Le problème est celui de la transition, et il est vraiment
complexe. Notamment parce que les renouvelables impliquent un
système énergétique fort différent de celui
que nous connaissons: décentralisé, diversifié en
fonction des sources, intensif en travail humain, privilégiant
l’efficience thermodynamique par rapport à la
rentabilité financière.

Dans ce contexte concret, la priorité des priorités est
de réduire radicalement la consommation d’énergie.
De nombreuses études montrent que c’est la condition sine
qua non pour que les renouvelables puissent prendre le relais des
fossiles (voir notamment le rapport «Energy Revolution»
réalisé à la demande de Greenpeace). Radicalement,
cela veut dire de 50% pour l’Europe et de 75% pour les
Etats-Unis, très énergivores. Impossible? Non: ces
objectifs sont accessibles, car le gaspillage énergétique
est colossal dans nos sociétés. On peut supprimer des
productions inutiles (armes, publicité, etc), modifier
complètement le système des transports, mettre fin
à la mondialisation des marchés agricoles, adopter des
normes strictes contre l’obsolescence
accélérée des produits, isoler
systématiquement tous les bâtiments indépendamment
de la demande solvable, etc, etc.

Toutes ces mesures sont techniquement envisageables, mais postulent un
plan qui oppose la rationalité globale – la nécessaire
décroissance énergétique – à la
rationalité partielle des capitaux concurrents, et qui
empiète par conséquent sur la tendance spontanée
à l’accumulation du capital, y compris du capital vert.
Or, un tel plan est contraire à l’idée même
d’une relance capitaliste, qui ne peut que miser sur
l’accumulation, donc mettre l’irrationalité globale
au poste de commande. L’affaire des primes au photovoltaïque
est emblématique à cet égard: la politique des
gouvernements wallon et bruxellois (la ministre Huytebroeck en
tête) est certainement rationnelle du point de vue de la
croissance des entreprises et de leur chiffre d’affaires, mais
elle est complètement irrationnelle du point de vue social et
environnemental global 2. On pourrait multiplier les exemples de ce genre.

La crise actuelle présente deux caractéristiques
majeures. Un: pour la première fois dans l’histoire du
capitalisme, un taux de profit élevé sur une
période prolongée (vingt ans) ne s’accompagne pas
d’une onde longue d’expansion de la production capitaliste,
d’un développement général de la
société, d’une impression de progrès social,
d’une relative réduction des inégalités.
Deux: pour la première fois dans l’histoire, un mode de
production entraîne l’humanité à
dépasser les limites physiques qui conditionnent
l’environnement au sein duquel la civilisation est née et
s’est développée.
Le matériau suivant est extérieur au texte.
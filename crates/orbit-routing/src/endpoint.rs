//! Endpoints and their DNS names.
//!
//! Names are built from the most specific part to the least specific, with
//! default clusters, instances and endpoint ids left out:
//!
//! | scope       | name                                                     |
//! |-------------|----------------------------------------------------------|
//! | zone        | `cluster.instance.app.tenant.region.env.z.suffix`        |
//! | region      | `cluster.instance.app.tenant.region.r.suffix`            |
//! | global      | `endpoint.instance.app.tenant.g.suffix`                  |
//! | application | `endpoint.app.tenant.a.suffix`                           |
//! | generated   | `cluster-part.application-part[.region].z\|r.suffix`     |

use std::collections::BTreeSet;
use std::fmt;

use orbit_core::{
    ApplicationId, AuthMethod, ClusterId, DeploymentId, EndpointId, InstanceId, InstanceName,
    RoutingMethod,
};
use orbit_state::GeneratedEndpoint;

/// Reach of an endpoint.
#[derive(Debug, Clone, Copy, PartialEq, Eq, PartialOrd, Ord, Hash)]
pub enum EndpointScope {
    /// One deployment.
    Zone,
    /// All production deployments of an instance in one region.
    Region,
    /// An instance across regions.
    Global,
    /// Deployments of several instances.
    Application,
}

impl EndpointScope {
    pub fn is_multi_deployment(self) -> bool {
        !matches!(self, EndpointScope::Zone)
    }
}

impl fmt::Display for EndpointScope {
    fn fmt(&self, f: &mut fmt::Formatter<'_>) -> fmt::Result {
        f.write_str(match self {
            EndpointScope::Zone => "zone",
            EndpointScope::Region => "region",
            EndpointScope::Global => "global",
            EndpointScope::Application => "application",
        })
    }
}

/// A deployment an endpoint routes to, with its share of traffic.
#[derive(Debug, Clone, PartialEq, Eq, PartialOrd, Ord, Hash)]
pub struct WeightedDeployment {
    pub deployment: DeploymentId,
    pub weight: u32,
}

impl WeightedDeployment {
    pub fn new(deployment: DeploymentId, weight: u32) -> Self {
        Self { deployment, weight }
    }
}

/// A DNS name routing to one or more deployments.
#[derive(Debug, Clone, PartialEq, Eq, PartialOrd, Ord, Hash)]
pub struct Endpoint {
    pub dns_name: String,
    pub scope: EndpointScope,
    pub cluster: ClusterId,
    /// Declared id, for global and application endpoints.
    pub id: Option<EndpointId>,
    pub routing_method: RoutingMethod,
    pub auth_method: AuthMethod,
    /// Sorted.
    pub targets: Vec<WeightedDeployment>,
    /// Whether the name is a randomized variant.
    pub generated: bool,
}

impl Endpoint {
    pub fn targets_deployment(&self, deployment: &DeploymentId) -> bool {
        self.targets.iter().any(|t| &t.deployment == deployment)
    }

    /// Endpoints that need a rotation to route: global endpoints through the
    /// legacy shared layer.
    pub fn requires_rotation(&self) -> bool {
        self.scope == EndpointScope::Global && self.routing_method == RoutingMethod::Shared
    }
}

impl fmt::Display for Endpoint {
    fn fmt(&self, f: &mut fmt::Formatter<'_>) -> fmt::Result {
        write!(
            f,
            "{} endpoint {} ({}, {})",
            self.scope, self.dns_name, self.routing_method, self.auth_method
        )
    }
}

/// A sorted, duplicate free set of endpoints with filters.
#[derive(Debug, Clone, PartialEq, Eq, Default)]
pub struct EndpointList(Vec<Endpoint>);

impl EndpointList {
    pub fn new(mut endpoints: Vec<Endpoint>) -> Self {
        endpoints.sort();
        endpoints.dedup();
        Self(endpoints)
    }

    pub fn iter(&self) -> std::slice::Iter<'_, Endpoint> {
        self.0.iter()
    }

    pub fn len(&self) -> usize {
        self.0.len()
    }

    pub fn is_empty(&self) -> bool {
        self.0.is_empty()
    }

    pub fn first(&self) -> Option<&Endpoint> {
        self.0.first()
    }

    pub fn dns_names(&self) -> BTreeSet<&str> {
        self.0.iter().map(|e| e.dns_name.as_str()).collect()
    }

    pub fn scope(&self, scope: EndpointScope) -> Self {
        self.filter(|e| e.scope == scope)
    }

    pub fn cluster(&self, cluster: &ClusterId) -> Self {
        self.filter(|e| &e.cluster == cluster)
    }

    pub fn named(&self, id: &EndpointId) -> Self {
        self.filter(|e| e.id.as_ref() == Some(id))
    }

    pub fn targets(&self, deployment: &DeploymentId) -> Self {
        self.filter(|e| e.targets_deployment(deployment))
    }

    pub fn generated(&self) -> Self {
        self.filter(|e| e.generated)
    }

    pub fn not_generated(&self) -> Self {
        self.filter(|e| !e.generated)
    }

    pub fn and(mut self, other: EndpointList) -> Self {
        self.0.extend(other.0);
        Self::new(self.0)
    }

    fn filter(&self, predicate: impl Fn(&Endpoint) -> bool) -> Self {
        Self(self.0.iter().filter(|e| predicate(e)).cloned().collect())
    }
}

impl<'a> IntoIterator for &'a EndpointList {
    type Item = &'a Endpoint;
    type IntoIter = std::slice::Iter<'a, Endpoint>;

    fn into_iter(self) -> Self::IntoIter {
        self.0.iter()
    }
}

impl IntoIterator for EndpointList {
    type Item = Endpoint;
    type IntoIter = std::vec::IntoIter<Endpoint>;

    fn into_iter(self) -> Self::IntoIter {
        self.0.into_iter()
    }
}

// ── Names ──────────────────────────────────────────────────────────

/// Join non-empty labels with dots. Underscores are not valid in hostnames
/// and become dashes.
fn dns_name<'a>(labels: impl IntoIterator<Item = Option<&'a str>>) -> String {
    labels
        .into_iter()
        .flatten()
        .filter(|label| !label.is_empty())
        .map(|label| label.replace('_', "-"))
        .collect::<Vec<_>>()
        .join(".")
}

fn non_default_cluster(cluster: &ClusterId) -> Option<&str> {
    (!cluster.is_default()).then(|| cluster.as_str())
}

fn non_default_instance(instance: &InstanceName) -> Option<&str> {
    (*instance != InstanceName::default_name()).then(|| instance.as_str())
}

fn non_default_endpoint(id: &EndpointId) -> Option<&str> {
    (!id.is_default()).then(|| id.as_str())
}

pub(crate) fn zone_name(deployment: &DeploymentId, cluster: &ClusterId, suffix: &str) -> String {
    let instance = &deployment.instance;
    dns_name([
        non_default_cluster(cluster),
        non_default_instance(&instance.instance),
        Some(instance.application.as_str()),
        Some(instance.tenant.as_str()),
        Some(deployment.zone.region.as_str()),
        Some(deployment.zone.environment.as_str()),
        Some("z"),
        Some(suffix),
    ])
}

pub(crate) fn region_name(deployment: &DeploymentId, cluster: &ClusterId, suffix: &str) -> String {
    let instance = &deployment.instance;
    dns_name([
        non_default_cluster(cluster),
        non_default_instance(&instance.instance),
        Some(instance.application.as_str()),
        Some(instance.tenant.as_str()),
        Some(deployment.zone.region.as_str()),
        Some("r"),
        Some(suffix),
    ])
}

pub(crate) fn global_name(instance: &InstanceId, endpoint: &EndpointId, suffix: &str) -> String {
    dns_name([
        non_default_endpoint(endpoint),
        non_default_instance(&instance.instance),
        Some(instance.application.as_str()),
        Some(instance.tenant.as_str()),
        Some("g"),
        Some(suffix),
    ])
}

pub(crate) fn application_name(
    application: &ApplicationId,
    endpoint: &EndpointId,
    suffix: &str,
) -> String {
    dns_name([
        Some(endpoint.as_str()),
        Some(application.application.as_str()),
        Some(application.tenant.as_str()),
        Some("a"),
        Some(suffix),
    ])
}

pub(crate) fn generated_zone_name(generated: &GeneratedEndpoint, suffix: &str) -> String {
    dns_name([
        Some(generated.cluster_part.as_str()),
        Some(generated.application_part.as_str()),
        Some("z"),
        Some(suffix),
    ])
}

pub(crate) fn generated_region_name(
    generated: &GeneratedEndpoint,
    deployment: &DeploymentId,
    suffix: &str,
) -> String {
    dns_name([
        Some(generated.cluster_part.as_str()),
        Some(generated.application_part.as_str()),
        Some(deployment.zone.region.as_str()),
        Some("r"),
        Some(suffix),
    ])
}
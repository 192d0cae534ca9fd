//! Assignment of global rotations to declared endpoints.

use std::collections::BTreeSet;

use orbit_core::config::RotationConfig;
use orbit_core::{DeploymentSpec, InstanceName, OrbitConfig, RotationId};
use orbit_state::{Application, AssignedRotation, RotationLock, StateStore};
use tracing::info;

use crate::error::{RoutingError, RoutingResult};

/// Hands out rotations from the configured pool. A rotation belongs to at
/// most one (instance, endpoint, cluster) at a time, across all applications.
#[derive(Clone)]
pub struct RotationAssigner {
    store: StateStore,
    pool: Vec<RotationConfig>,
}

impl RotationAssigner {
    pub fn new(store: StateStore, mut pool: Vec<RotationConfig>) -> Self {
        pool.sort_by(|a, b| a.id.cmp(&b.id));
        pool.dedup_by(|a, b| a.id == b.id);
        Self { store, pool }
    }

    pub fn from_config(store: StateStore, config: &OrbitConfig) -> Self {
        Self::new(store, config.rotations.clone())
    }

    /// Canonical hostname of a rotation.
    pub fn rotation_name(&self, id: &RotationId) -> Option<&str> {
        self.pool
            .iter()
            .find(|r| &r.id == id)
            .map(|r| r.name.as_str())
    }

    /// Rotations for every global endpoint `spec` declares for `instance` of
    /// `application`.
    ///
    /// `application` is the caller's current view, which may hold
    /// assignments not yet written; those count as taken too. Endpoints that
    /// already have a rotation keep it, with their target regions refreshed.
    /// Others get the lowest free rotation of the pool. Rotations of
    /// endpoints no longer declared are released.
    pub fn get_or_assign_rotations(
        &self,
        spec: &DeploymentSpec,
        application: &Application,
        instance: &InstanceName,
        _lock: &RotationLock,
    ) -> RoutingResult<Vec<AssignedRotation>> {
        let Some(instance) = application.instance(instance) else {
            return Ok(Vec::new());
        };
        let Some(instance_spec) = spec.instance(instance.name()) else {
            return Ok(Vec::new());
        };
        if instance_spec.endpoints.is_empty() {
            return Ok(Vec::new());
        }

        let mut taken = self.assigned_elsewhere(application, instance.name())?;
        let mut assigned = Vec::with_capacity(instance_spec.endpoints.len());
        for declared in &instance_spec.endpoints {
            let regions = declared.regions().into_iter().collect();
            let existing = instance.rotations().iter().find(|r| {
                r.endpoint_id == declared.endpoint_id && r.cluster == declared.container_id
            });
            let rotation_id = match existing {
                Some(existing) if !taken.contains(&existing.rotation_id) => existing.rotation_id.clone(),
                _ => {
                    let free = self
                        .pool
                        .iter()
                        .find(|r| !taken.contains(&r.id))
                        .ok_or_else(|| {
                            RoutingError::RotationsExhausted(format!(
                                "endpoint '{}' of {} needs one of {} rotations, all assigned",
                                declared.endpoint_id,
                                instance.id(),
                                self.pool.len()
                            ))
                        })?;
                    info!(
                        instance = %instance.id(),
                        endpoint = %declared.endpoint_id,
                        rotation = %free.id,
                        "assigned rotation"
                    );
                    free.id.clone()
                }
            };
            taken.insert(rotation_id.clone());
            assigned.push(AssignedRotation::new(
                declared.container_id.clone(),
                declared.endpoint_id.clone(),
                rotation_id,
                regions,
            ));
        }
        Ok(assigned)
    }

    /// Rotations held by any other instance: stored ones for other
    /// applications, the given view for this one.
    fn assigned_elsewhere(
        &self,
        application: &Application,
        instance: &InstanceName,
    ) -> RoutingResult<BTreeSet<RotationId>> {
        let stored = self.store.read_applications()?;
        let others = stored
            .iter()
            .filter(|other| other.id() != application.id())
            .flat_map(|other| other.instances().values());
        let siblings = application
            .instances()
            .values()
            .filter(|other| other.name() != instance);
        Ok(others
            .chain(siblings)
            .flat_map(|other| other.rotations())
            .map(|r| r.rotation_id.clone())
            .collect())
    }
}
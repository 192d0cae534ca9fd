//! Deployments racing each other from several threads.

mod common;

use std::sync::{Arc, Mutex};
use std::thread;
use std::time::Duration;

use common::*;
use orbit_controller::testing::RecordingDeployer;
use orbit_controller::{ControllerResult, Deployer, DeploymentRequest, DeploymentResult};
use orbit_core::{DeploymentId, InstanceName};
use orbit_routing::LoadBalancer;
use orbit_state::StateStore;

#[test]
fn one_deployment_per_job_at_a_time() {
    let h = Harness::with_deployer(RecordingDeployer::with_delay(Duration::from_millis(50)));
    let revision = h.setup(&["us-east"]);
    let job = h.start_run(&prod("us-east"), revision);

    thread::scope(|scope| {
        for _ in 0..4 {
            scope.spawn(|| h.applications.deploy(&job, false).unwrap());
        }
    });

    assert_eq!(h.deployer.max_in_flight(), 1);
    assert_eq!(h.deployer.deployed().len(), 4);
    let application = h.applications.require(&application_id()).unwrap();
    let instance = application.instance(&InstanceName::default_name()).unwrap();
    assert!(instance.deployment(&prod("us-east")).is_some());
}

#[test]
fn zones_deploy_side_by_side() {
    let h = Harness::with_deployer(RecordingDeployer::with_delay(Duration::from_millis(20)));
    let revision = h.setup(&["us-east", "eu-west"]);
    let east = h.start_run(&prod("us-east"), revision);
    let west = h.start_run(&prod("eu-west"), revision);

    thread::scope(|scope| {
        scope.spawn(|| h.applications.deploy(&east, false).unwrap());
        scope.spawn(|| h.applications.deploy(&west, false).unwrap());
    });

    let application = h.applications.require(&application_id()).unwrap();
    let instance = application.instance(&InstanceName::default_name()).unwrap();
    assert!(instance.deployment(&prod("us-east")).is_some());
    assert!(instance.deployment(&prod("eu-west")).is_some());
    assert_eq!(instance.rotations().len(), 1);
}

/// Notes which locks are held while the deployer runs.
struct LockObserver {
    store: StateStore,
    inner: Arc<RecordingDeployer>,
    observed: Mutex<Vec<(bool, bool)>>,
}

impl Deployer for LockObserver {
    fn deploy(&self, request: DeploymentRequest<'_>) -> ControllerResult<DeploymentResult> {
        let application = format!("/applications/{}", application_id().serialized_form());
        let deployment = format!(
            "/deployments/{}/{}",
            request.instance.serialized_form(),
            request.zone
        );
        let locks = self.store.locks();
        self.observed
            .lock()
            .unwrap()
            .push((locks.is_held(&application), locks.is_held(&deployment)));
        self.inner.deploy(request)
    }

    fn deactivate(&self, deployment: &DeploymentId) -> ControllerResult<()> {
        self.inner.deactivate(deployment)
    }

    fn load_balancers(&self, deployment: &DeploymentId) -> Vec<LoadBalancer> {
        self.inner.load_balancers(deployment)
    }
}

#[test]
fn application_lock_is_released_while_deploying() {
    let observer = Arc::new(Mutex::new(None::<Arc<LockObserver>>));
    let h = Harness::wrapping(RecordingDeployer::new(), |store, inner| {
        let deployer = Arc::new(LockObserver {
            store,
            inner,
            observed: Mutex::new(Vec::new()),
        });
        *observer.lock().unwrap() = Some(deployer.clone());
        deployer as Arc<dyn Deployer>
    });
    let revision = h.setup(&["us-east"]);
    h.deploy(&prod("us-east"), revision);

    let observer = observer.lock().unwrap().clone().unwrap();
    let observed = observer.observed.lock().unwrap().clone();
    assert_eq!(observed, vec![(false, true)]);
}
La combinaison de ces deux
éléments détermine une situation absolument sans
précédent. Les dangers sont immenses. L’issue ne
sera pas facile à trouver, mais il y a au moins une certitude:
l’idée d’un Green Deal n’est d’aucune
utilité. La relance du capitalisme, fût-il vert, ne
résoudra ni la crise sociale ni la crise écologique.

Daniel Tanuro*

*     Cet article du 30.11.08 est paru en Belgique
dans le Journal du Mardi, décembre 2008,
et ensuite sur le site www.europe-solidaire.org
1     Jean-Marc NOLLET est député fédéral au parlement belge
et chef du groupe des verts belges «ECOLO – GROEN!»